Sim, é possível superar a crise, por Laura Carvalho

Jornal GGN – Laura Carvalho, professora da FEA-USP, acredita que o governo pode ajudar a superar a crise econômica, utilizando a força do mercado interno e também sua própria capacidade de endividamento. Ela compara o momento atual com o primeiro trimestre de 2009, quando a economia sofreu uma retração semelhante à atual, devido aos efeitos da crise internacional. Na época, o então presidente Luis Inácio Lula da Silva anunciou medidas de estímulo à economia, garantido os investimentos governamentais e pedindo a colaboração do empresariado e dos consumidores.
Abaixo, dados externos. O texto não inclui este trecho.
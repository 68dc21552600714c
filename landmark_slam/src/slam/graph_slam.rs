//! Graph-based landmark SLAM estimator
//!
//! The estimator owns the trajectory, the landmark map and every constraint
//! collected so far. Each time step goes through two calls:
//!
//! 1. [`Slam::add_constraints`] dead-reckons a new pose from the odometry,
//!    attaches information matrices to the new measurements and bootstraps
//!    any landmark seen for the first time from that sighting.
//! 2. [`Slam::optimize`] re-solves the whole graph from the current
//!    estimate and writes the result back.
//!
//! ## Anchoring
//! The first pose is the supplied origin and is never moved: it is pinned
//! on every residual evaluation, including the final write-back.
//!
//! ## Landmarks
//! Landmark identities are small integers fixed at construction. A slot
//! stays `None` until the landmark is observed or given a prior, and
//! optimization never touches an uninitialized slot.

use crate::error::{Result, SlamError};
use crate::slam::constraints::{
    ConstraintGraph, GisConstraint, GpsConstraint, LandmarkConstraint, OdometryConstraint,
};
use crate::slam::geometry::{Point2D, Pose2D};
use crate::slam::noise::NoiseModel;
use crate::slam::optimizer::{self, OptimizationReport, OptimizerConfig};
use crate::slam::residual::ResidualModel;
use crate::slam::sparsity::SparsityPattern;
use crate::slam::state::{pack_map, unpack};
use log::debug;

/// Graph SLAM state containing all nodes and edges
#[derive(Debug, Clone)]
pub struct Slam {
    origin: Pose2D,
    noise: NoiseModel,
    /// Robot poses, index 0 is the origin
    trajectory: Vec<Pose2D>,
    /// Landmark estimates, `None` until first observed
    landmarks: Vec<Option<Point2D>>,
    constraints: ConstraintGraph,
}

impl Slam {
    /// Create an estimator with `landmark_count` landmark slots.
    ///
    /// Each `(id, position)` in `priors` seeds that landmark's estimate and
    /// adds a GIS constraint on it.
    pub fn new(
        origin: Pose2D,
        landmark_count: usize,
        noise: NoiseModel,
        priors: &[(usize, Point2D)],
    ) -> Result<Self> {
        noise.validate()?;
        if !origin.is_finite() {
            return Err(SlamError::NonFiniteMeasurement { what: "origin" });
        }

        let mut slam = Self {
            origin,
            noise,
            trajectory: vec![origin],
            landmarks: vec![None; landmark_count],
            constraints: ConstraintGraph::new(),
        };

        for &(id, _) in priors {
            slam.check_landmark_id(id)?;
        }
        if priors.iter().any(|(_, p)| !p.is_finite()) {
            return Err(SlamError::NonFiniteMeasurement {
                what: "landmark prior",
            });
        }
        for &(id, position) in priors {
            slam.push_prior(id, position);
        }

        Ok(slam)
    }

    fn check_landmark_id(&self, id: usize) -> Result<()> {
        if id < self.landmarks.len() {
            Ok(())
        } else {
            Err(SlamError::LandmarkOutOfRange {
                id,
                count: self.landmarks.len(),
            })
        }
    }

    fn push_prior(&mut self, id: usize, position: Point2D) {
        if self.landmarks[id].is_none() {
            debug!("landmark {} initialized from prior at {}", id, position);
            self.landmarks[id] = Some(position);
        }
        self.constraints.push_gis(GisConstraint {
            landmark: id,
            position,
            information: self.noise.gis_information(),
        });
    }

    /// Record one time step.
    ///
    /// `odometry` is the motion since the last pose, expressed in that
    /// pose's frame. `observations` are `(landmark id, position relative to
    /// the new pose)`. `gps` is an absolute fix of the new pose's position.
    ///
    /// Every input is validated before anything is recorded: on error the
    /// estimator is left unchanged.
    pub fn add_constraints(
        &mut self,
        odometry: Pose2D,
        observations: &[(usize, Point2D)],
        gps: Option<Point2D>,
    ) -> Result<()> {
        if !odometry.is_finite() {
            return Err(SlamError::NonFiniteMeasurement { what: "odometry" });
        }
        let mut seen = vec![false; self.landmarks.len()];
        for &(id, z) in observations {
            self.check_landmark_id(id)?;
            if std::mem::replace(&mut seen[id], true) {
                return Err(SlamError::DuplicateObservation { id });
            }
            if !z.is_finite() {
                return Err(SlamError::NonFiniteMeasurement {
                    what: "landmark observation",
                });
            }
        }
        if gps.is_some_and(|p| !p.is_finite()) {
            return Err(SlamError::NonFiniteMeasurement { what: "gps" });
        }

        let from = self.trajectory.len() - 1;
        let pose = odometry.absolute(&self.trajectory[from]);
        let to = from + 1;

        let odometry_constraint = OdometryConstraint {
            from,
            measurement: odometry,
            information: self.noise.odometry_information(&odometry, pose.theta)?,
        };
        let landmark_constraints = observations
            .iter()
            .map(|&(landmark, measurement)| {
                Ok(LandmarkConstraint {
                    pose: to,
                    landmark,
                    measurement,
                    information: self.noise.landmark_information(&measurement, pose.theta)?,
                })
            })
            .collect::<Result<Vec<_>>>()?;
        let gps_constraint = gps.map(|position| GpsConstraint {
            pose: to,
            position,
            information: self.noise.gps_information(),
        });

        for &(id, z) in observations {
            if self.landmarks[id].is_none() {
                let position = z.absolute(&pose);
                debug!("landmark {} initialized at {} from pose {}", id, position, to);
                self.landmarks[id] = Some(position);
            }
        }
        self.trajectory.push(pose);
        self.constraints
            .push_step(odometry_constraint, landmark_constraints, gps_constraint);

        Ok(())
    }

    /// Add an absolute prior on landmark `id`.
    ///
    /// A landmark that was never observed is initialized at `position`.
    pub fn add_landmark_prior(&mut self, id: usize, position: Point2D) -> Result<()> {
        self.check_landmark_id(id)?;
        if !position.is_finite() {
            return Err(SlamError::NonFiniteMeasurement {
                what: "landmark prior",
            });
        }
        self.push_prior(id, position);
        Ok(())
    }

    /// Re-solve the whole graph and write the estimate back.
    ///
    /// A solver that stops without meeting a tolerance is not an error; the
    /// best iterate is kept and the report says why it stopped.
    pub fn optimize(&mut self, config: &OptimizerConfig) -> Result<OptimizationReport> {
        let model = self.model();
        let state = pack_map(&self.trajectory, &self.landmarks);
        let (state, report) = optimizer::optimize(&model, state, config)?;

        let (trajectory, estimates) = unpack(&state, self.landmarks.len())?;
        self.trajectory = trajectory;
        for (slot, estimate) in self.landmarks.iter_mut().zip(estimates) {
            if let Some(position) = slot {
                *position = estimate;
            }
        }

        Ok(report)
    }

    fn model(&self) -> ResidualModel<'_> {
        ResidualModel::new(self.origin, self.landmarks.len(), &self.constraints)
    }

    /// Sum of every weighted constraint term at the current estimate
    pub fn total_cost(&self) -> Result<f64> {
        self.model()
            .total_cost(&pack_map(&self.trajectory, &self.landmarks))
    }

    /// Jacobian sparsity pattern of the current graph
    pub fn sparsity(&self) -> SparsityPattern {
        self.model().sparsity()
    }

    pub fn trajectory(&self) -> &[Pose2D] {
        &self.trajectory
    }

    /// Every landmark slot, `None` for landmarks not yet initialized
    pub fn landmarks(&self) -> &[Option<Point2D>] {
        &self.landmarks
    }

    pub fn landmark(&self, id: usize) -> Option<Point2D> {
        self.landmarks.get(id).copied().flatten()
    }

    pub fn is_initialized(&self, id: usize) -> bool {
        self.landmark(id).is_some()
    }

    pub fn landmark_count(&self) -> usize {
        self.landmarks.len()
    }

    pub fn origin(&self) -> Pose2D {
        self.origin
    }

    pub fn noise(&self) -> &NoiseModel {
        &self.noise
    }

    pub fn constraints(&self) -> &ConstraintGraph {
        &self.constraints
    }
}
No segundo trimestre de 2009, a economia já apresentava crescimento de 2,2%. 

Para a professora, a capacidade de endividamento do governo está sendo utilizada para cobrir as quedas nas receitas e o pagamento dos juros, cada vez mais altos, quando seria melhor endividar-se para preservar empregos e expandir investimentos em infraestrutura.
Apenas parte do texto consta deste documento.